Each line of the data below from the one holding "chunk between regions." to the one holding "are always used.", inclusive, is to be reproduced exactly; no other line belongs in the answer.

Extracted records
━━━━━━━━
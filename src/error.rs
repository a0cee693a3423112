use crate::position::RegionChunkPosition;
use nbt::decode::TagDecodeError;
use std::{error::Error, fmt::Display, io};

/// Possible errors while loading the chunk.
#[derive(Debug)]
pub enum ChunkReadError {
    /// Chunk at specified coordinates inside region not found.
    ChunkNotFound { position: RegionChunkPosition },
    /// Chunk sectors are too short to hold the 5 byte frame header.
    ///
    /// Region file are corrupted.
    TruncatedFrame {
        /// Amount of bytes available for the frame.
        length: usize,
    },
    /// Chunk length overlaps the sectors allocated for it.
    ///
    /// This should not occur under normal conditions.
    ///
    /// Region file are corrupted.
    LengthExceedsMaximum {
        /// Chunk length.
        length: u32,
        /// Chunk maximum expected length.
        maximum_length: u32,
    },
    /// Currently are only 2 types of compression: Gzip and Zlib.
    ///
    /// This should not occur under normal conditions.
    ///
    /// Region file are corrupted or was introduced new compression type.
    UnsupportedCompressionScheme {
        /// Compression scheme type id.
        compression_scheme: u8,
    },
    /// Compressed chunk data could not be inflated.
    DecompressionFailed { io_error: io::Error },
    /// I/O Error which happened while were reading chunk data from region file.
    IOError { io_error: io::Error },
    /// Error while decoding binary data to NBT tag.
    ///
    /// Region file are corrupted or a developer error in the NBT library.
    TagDecodeError { tag_decode_error: TagDecodeError },
}

impl ChunkReadError {
    /// Returns true when the stored bytes cannot be interpreted.
    pub fn is_malformed(&self) -> bool {
        use ChunkReadError::*;
        match self {
            TruncatedFrame { .. }
            | LengthExceedsMaximum { .. }
            | UnsupportedCompressionScheme { .. }
            | DecompressionFailed { .. }
            | TagDecodeError { .. } => true,
            ChunkNotFound { .. } | IOError { .. } => false,
        }
    }
}

impl From<io::Error> for ChunkReadError {
    fn from(io_error: io::Error) -> Self {
        ChunkReadError::IOError { io_error }
    }
}

impl From<TagDecodeError> for ChunkReadError {
    fn from(tag_decode_error: TagDecodeError) -> Self {
        ChunkReadError::TagDecodeError { tag_decode_error }
    }
}

impl Error for ChunkReadError {
    fn source(&self) -> Option<&(dyn Error + 'static)> {
        use ChunkReadError::*;
        match self {
            IOError { io_error } | DecompressionFailed { io_error } => Some(io_error),
            // Tag decode errors do not implement `Error`.
            _ => None,
        }
    }
}

impl Display for ChunkReadError {
    fn fmt(&self, f: &mut std::fmt::Formatter<'_>) -> std::fmt::Result {
        use ChunkReadError::*;
        match self {
            ChunkNotFound { position } => {
                write!(f, "Chunk {}, {} not found", position.x, position.z)
            }
            TruncatedFrame { length } => write!(
                f,
                "Chunk data is only {} bytes long (expected at least 5)",
                length
            ),
            LengthExceedsMaximum {
                length,
                maximum_length,
            } => write!(
                f,
                "Chunk length of {} exceeds maximum ({})",
                length, maximum_length
            ),
            UnsupportedCompressionScheme { compression_scheme } => {
                write!(f, "Unsupported compression scheme: {}", compression_scheme)
            }
            DecompressionFailed { .. } => write!(f, "Failed to decompress chunk data"),
            IOError { .. } => write!(f, "IO Error"),
            TagDecodeError { .. } => write!(f, "Failed to decode nbt"),
        }
    }
}

/// Possible errors while saving the chunk.
#[derive(Debug)]
pub enum ChunkWriteError {
    /// Framed chunk needs 256 sectors or more (1 MB).
    ///
    /// Nothing was written.
    LengthExceedsMaximum {
        /// Framed chunk length.
        length: u32,
        /// Sectors the chunk would need.
        sectors: u32,
    },
    /// I/O Error which happened while were writing chunk data to region.
    IOError { io_error: io::Error },
}

impl From<io::Error> for ChunkWriteError {
    fn from(io_error: io::Error) -> Self {
        ChunkWriteError::IOError { io_error }
    }
}

impl Error for ChunkWriteError {
    fn source(&self) -> Option<&(dyn Error + 'static)> {
        match self {
            ChunkWriteError::IOError { io_error } => Some(io_error),
            _ => None,
        }
    }
}

impl Display for ChunkWriteError {
    fn fmt(&self, f: &mut std::fmt::Formatter<'_>) -> std::fmt::Result {
        use ChunkWriteError::*;
        match self {
            LengthExceedsMaximum { length, sectors } => write!(
                f,
                "Chunk length of {} needs {} sectors, exceeds maximum (255)",
                length, sectors
            ),
            IOError { .. } => write!(f, "IO Error"),
        }
    }
}

/// Sector bookkeeping violations.
///
/// Outside of region loading these indicate a developer error.
#[derive(Debug, Eq, PartialEq, Copy, Clone)]
pub enum SectorError {
    /// Sector is already used by another run.
    Overlap { sector: usize },
    /// Run ends past the last sector of the file.
    OutOfFile { sector: usize, total_sectors: usize },
}

impl Error for SectorError {}

impl Display for SectorError {
    fn fmt(&self, f: &mut std::fmt::Formatter<'_>) -> std::fmt::Result {
        use SectorError::*;
        match self {
            Overlap { sector } => write!(f, "Sector {} is already in use", sector),
            OutOfFile {
                sector,
                total_sectors,
            } => write!(
                f,
                "Sector {} is past the end of the file ({} sectors)",
                sector, total_sectors
            ),
        }
    }
}

/// Possible errors while copying a raw chunk between regions.
#[derive(Debug)]
pub enum ChunkCopyError {
    /// Source chunk frame could not be read.
    Read(ChunkReadError),
    /// Frame could not be stored in the destination region.
    Write(ChunkWriteError),
}

impl From<ChunkReadError> for ChunkCopyError {
    fn from(error: ChunkReadError) -> Self {
        ChunkCopyError::Read(error)
    }
}

impl From<ChunkWriteError> for ChunkCopyError {
    fn from(error: ChunkWriteError) -> Self {
        ChunkCopyError::Write(error)
    }
}

impl Error for ChunkCopyError {
    fn source(&self) -> Option<&(dyn Error + 'static)> {
        match self {
            ChunkCopyError::Read(error) => Some(error),
            ChunkCopyError::Write(error) => Some(error),
        }
    }
}

impl Display for ChunkCopyError {
    fn fmt(&self, f: &mut std::fmt::Formatter<'_>) -> std::fmt::Result {
        match self {
            ChunkCopyError::Read(error) => write!(f, "Failed to read source chunk: {}", error),
            ChunkCopyError::Write(error) => write!(f, "Failed to write chunk copy: {}", error),
        }
    }
}
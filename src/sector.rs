use crate::error::SectorError;
use bitvec::prelude::*;
use log::debug;

/// Region sector length in bytes.
pub const SECTOR_BYTES: usize = 4096;
/// Sectors reserved for the offset and timestamp tables.
pub const HEADER_SECTORS: usize = 2;

/// Tracks which sectors of a region file are used.
///
/// The first two sectors hold the header and are always used.
#[derive(Debug, Clone, PartialEq)]
pub struct SectorAllocator {
    used_sectors: BitVec,
}

impl SectorAllocator {
    pub fn new(total_sectors: usize) -> Self {
        let mut used_sectors = bitvec![0; total_sectors.max(HEADER_SECTORS)];

        for index in 0..HEADER_SECTORS {
            used_sectors.set(index, true);
        }

        SectorAllocator { used_sectors }
    }

    /// Marks a run as used.
    ///
    /// Nothing is marked unless the whole run is inside the file and free.
    pub fn reserve(&mut self, start: usize, count: usize) -> Result<(), SectorError> {
        let total_sectors = self.total();

        if start + count > total_sectors {
            return Err(SectorError::OutOfFile {
                sector: start.max(total_sectors),
                total_sectors,
            });
        }

        if let Some(sector) = (start..start + count).find(|&index| self.used_sectors[index]) {
            return Err(SectorError::Overlap { sector });
        }

        for index in start..start + count {
            self.used_sectors.set(index, true);
        }

        Ok(())
    }

    /// Marks a run as free. Sectors past the end and header sectors are ignored.
    pub fn release(&mut self, start: usize, count: usize) {
        let end = (start + count).min(self.total());

        for index in start.max(HEADER_SECTORS)..end {
            self.used_sectors.set(index, false);
        }
    }

    /// Finds the lowest run of `count` free sectors and marks it used.
    ///
    /// Grows by exactly `count` sectors when no run is big enough; the caller
    /// must extend the underlying file to match.
    pub fn allocate(&mut self, count: usize) -> usize {
        let mut run_start = 0;
        let mut run_length = 0;

        if count > 0 {
            for index in 0..self.total() {
                // Sector occupied and we can't place the run here.
                if self.used_sectors[index] {
                    run_length = 0;
                    continue;
                }

                if run_length == 0 {
                    run_start = index;
                }

                run_length += 1;

                if run_length == count {
                    debug!(
                        target: "region-store",
                        "{} sectors can be placed in free gap from {} to {}",
                        count, run_start, index
                    );

                    for sector in run_start..run_start + count {
                        self.used_sectors.set(sector, true);
                    }

                    return run_start;
                }
            }
        }

        let start = self.total();

        debug!(
            target: "region-store",
            "No free gap of {} sectors, growing from {} sectors", count, start
        );

        for _ in 0..count {
            self.used_sectors.push(true);
        }

        start
    }

    pub fn is_free(&self, sector: usize) -> bool {
        sector < self.total() && !self.used_sectors[sector]
    }

    pub fn used(&self) -> usize {
        self.used_sectors.count_ones()
    }

    pub fn total(&self) -> usize {
        self.used_sectors.len()
    }
}

#[cfg(test)]
mod tests {
    use crate::error::SectorError;
    use crate::sector::SectorAllocator;

    #[test]
    fn test_only_header_used() {
        let sectors = SectorAllocator::new(8);

        assert_eq!(sectors.used(), 2);
        assert_eq!(sectors.total(), 8);
        assert!(!sectors.is_free(0));
        assert!(!sectors.is_free(1));
        assert!(sectors.is_free(2));
    }

    #[test]
    fn test_small_file_still_reserves_header() {
        let sectors = SectorAllocator::new(0);

        assert_eq!(sectors.total(), 2);
        assert_eq!(sectors.used(), 2);
    }

    #[test]
    fn test_reserve_overlap() {
        let mut sectors = SectorAllocator::new(10);

        sectors.reserve(3, 3).unwrap();

        assert_eq!(
            sectors.reserve(5, 2),
            Err(SectorError::Overlap { sector: 5 })
        );
        // Failed reservation leaves the run untouched.
        assert!(sectors.is_free(6));
        assert_eq!(
            sectors.reserve(1, 1),
            Err(SectorError::Overlap { sector: 1 })
        );
    }

    #[test]
    fn test_reserve_out_of_file() {
        let mut sectors = SectorAllocator::new(5);

        match sectors.reserve(3, 3) {
            Err(SectorError::OutOfFile { total_sectors, .. }) => assert_eq!(total_sectors, 5),
            result => panic!("Expected `OutOfFile` but got `{:?}`", result),
        }

        // Nothing was marked by the failed reservation.
        assert_eq!(sectors.used(), 2);

        sectors.reserve(3, 2).unwrap();
        assert_eq!(sectors.used(), 4);
        assert!(sectors.is_free(2));
    }

    #[test]
    fn test_release_is_idempotent() {
        let mut sectors = SectorAllocator::new(6);

        sectors.reserve(2, 3).unwrap();
        sectors.release(2, 3);
        sectors.release(2, 3);
        sectors.release(4, 10);

        assert_eq!(sectors.used(), 2);
    }

    #[test]
    fn test_release_keeps_header() {
        let mut sectors = SectorAllocator::new(4);

        sectors.release(0, 4);

        assert!(!sectors.is_free(0));
        assert!(!sectors.is_free(1));
    }

    #[test]
    fn test_allocate_first_fit() {
        let mut sectors = SectorAllocator::new(10);

        sectors.reserve(3, 1).unwrap();
        sectors.reserve(6, 1).unwrap();

        // Gap at 2 is too small for 2 sectors, gap at 4..6 is the first fit.
        assert_eq!(sectors.allocate(2), 4);
        assert_eq!(sectors.allocate(1), 2);
        assert_eq!(sectors.allocate(3), 7);
        assert_eq!(sectors.total(), 10);
        assert_eq!(sectors.used(), 10);
    }

    #[test]
    fn test_allocate_grows_by_count() {
        let mut sectors = SectorAllocator::new(4);

        sectors.reserve(2, 1).unwrap();

        // A single trailing free sector is not enough, so the file grows.
        assert_eq!(sectors.allocate(2), 4);
        assert_eq!(sectors.total(), 6);
        assert!(sectors.is_free(3));
        assert!(!sectors.is_free(4));
        assert!(!sectors.is_free(5));
    }
}
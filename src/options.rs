use flate2::Compression;

/// How a path-backed region holds its file handle.
#[derive(Debug, Copy, Clone, Eq, PartialEq)]
pub enum FilePolicy {
    /// One handle is kept until the region is closed or dropped.
    HoldOpen,
    /// The file is opened and closed around every access.
    ReopenEachAccess,
}

/// How much of a region is validated when it is loaded.
#[derive(Debug, Copy, Clone, Eq, PartialEq)]
pub enum IntegrityCheck {
    /// Only the offset table: sector ranges must be inside the file and disjoint.
    ///
    /// Chunks stored in the wrong slot go unnoticed.
    Sectors,
    /// Sector ranges plus every chunk is decompressed and its embedded
    /// position compared with its slot.
    Full,
}

/// Settings chosen when a region is loaded.
#[derive(Debug, Copy, Clone, PartialEq)]
pub struct RegionOptions {
    pub file_policy: FilePolicy,
    pub integrity_check: IntegrityCheck,
    /// Zlib level used for chunks written through this region.
    pub compression: Compression,
}

impl RegionOptions {
    pub fn with_file_policy(mut self, file_policy: FilePolicy) -> Self {
        self.file_policy = file_policy;
        self
    }

    pub fn with_integrity_check(mut self, integrity_check: IntegrityCheck) -> Self {
        self.integrity_check = integrity_check;
        self
    }

    pub fn with_compression(mut self, compression: Compression) -> Self {
        self.compression = compression;
        self
    }
}

impl Default for RegionOptions {
    fn default() -> Self {
        RegionOptions {
            file_policy: FilePolicy::HoldOpen,
            integrity_check: IntegrityCheck::Full,
            compression: Compression::new(2),
        }
    }
}
use crate::file::{RegionFile, RegionFileSource};
use crate::options::RegionOptions;
use crate::position::RegionPosition;
use crate::region::Region;
use std::fs::read_dir;
use std::path::{Path, PathBuf};
use std::str::FromStr;
use std::{fs, io};

/// Source of region files, addressed by region position.
pub trait RegionProvider<S> {
    /// Opens the region, creating it when missing.
    fn get_region(&self, region_pos: RegionPosition) -> Result<Region<S>, io::Error>;

    /// Returns true when the region already exists.
    fn has_region(&self, region_pos: RegionPosition) -> bool;
}

/// Region files named `r.<x>.<z>.mcr` inside one folder.
#[derive(Debug, Clone)]
pub struct FolderRegionProvider {
    /// Folder where region files located.
    folder_path: PathBuf,
    options: RegionOptions,
}

impl FolderRegionProvider {
    pub fn new<P: AsRef<Path>>(folder: P) -> FolderRegionProvider {
        Self::with_options(folder, RegionOptions::default())
    }

    pub fn with_options<P: AsRef<Path>>(folder: P, options: RegionOptions) -> FolderRegionProvider {
        FolderRegionProvider {
            folder_path: folder.as_ref().to_path_buf(),
            options,
        }
    }

    pub fn folder_path(&self) -> &Path {
        &self.folder_path
    }

    pub fn region_path(&self, position: RegionPosition) -> PathBuf {
        self.folder_path.join(region_position_filename(position))
    }

    /// Positions of every region file present in the folder.
    pub fn iter_positions(&self) -> Result<impl Iterator<Item = RegionPosition>, io::Error> {
        let mut positions: Vec<_> = read_dir(&self.folder_path)?
            .filter_map(|dir| dir.ok())
            .filter_map(|dir| region_pos_from_filename(&dir.path()).ok())
            .collect();

        positions.sort();

        Ok(positions.into_iter())
    }
}

impl RegionProvider<RegionFileSource> for FolderRegionProvider {
    fn get_region(&self, position: RegionPosition) -> Result<RegionFile, io::Error> {
        if !self.folder_path.exists() {
            fs::create_dir_all(&self.folder_path)?;
        }

        RegionFile::open(self.region_path(position), position, &self.options)
    }

    fn has_region(&self, position: RegionPosition) -> bool {
        self.region_path(position).is_file()
    }
}

fn region_pos_from_filename(path: &Path) -> Result<RegionPosition, io::Error> {
    // we can use lossy because of the bound check later
    let filename = path.file_name().unwrap_or_default().to_string_lossy();
    let parts: Vec<_> = filename.split('.').collect();

    let (x, z) = parse_coords(parts).ok_or(io::ErrorKind::InvalidInput)?;

    Ok(RegionPosition::new(x, z))
}

fn region_position_filename(pos: RegionPosition) -> String {
    format!("r.{}.{}.mcr", pos.x, pos.z)
}

fn parse_coords(parts: Vec<&str>) -> Option<(i32, i32)> {
    let incorrect_format = parts.len() != 4 || parts[0] != "r" || parts[3] != "mcr";

    if incorrect_format {
        return None;
    }

    Some((i32::from_str(parts[1]).ok()?, i32::from_str(parts[2]).ok()?))
}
━━━━━━━━
* Answer to this exercise
/// Possible errors while copying a raw chunk between regions.
#[derive(Debug)]
pub enum ChunkCopyError {
    /// Source chunk frame could not be read.
    Read(ChunkReadError),
    /// Frame could not be stored in the destination region.
    Write(ChunkWriteError),
}

impl From<ChunkReadError> for ChunkCopyError {
    fn from(error: ChunkReadError) -> Self {
        ChunkCopyError::Read(error)
    }
}

impl From<ChunkWriteError> for ChunkCopyError {
    fn from(error: ChunkWriteError) -> Self {
        ChunkCopyError::Write(error)
    }
}

impl Error for ChunkCopyError {
    fn source(&self) -> Option<&(dyn Error + 'static)> {
        match self {
            ChunkCopyError::Read(error) => Some(error),
            ChunkCopyError::Write(error) => Some(error),
        }
    }
}

impl Display for ChunkCopyError {
    fn fmt(&self, f: &mut std::fmt::Formatter<'_>) -> std::fmt::Result {
        match self {
            ChunkCopyError::Read(error) => write!(f, "Failed to read source chunk: {}", error),
            ChunkCopyError::Write(error) => write!(f, "Failed to write chunk copy: {}", error),
        }
    }
}
filename src/sector.rs
use crate::error::SectorError;
use bitvec::prelude::*;
use log::debug;

/// Region sector length in bytes.
pub const SECTOR_BYTES: usize = 4096;
/// Sectors reserved for the offset and timestamp tables.
pub const HEADER_SECTORS: usize = 2;

/// Tracks which sectors of a region file are used.
///
/// The first two sectors hold the header and are always used.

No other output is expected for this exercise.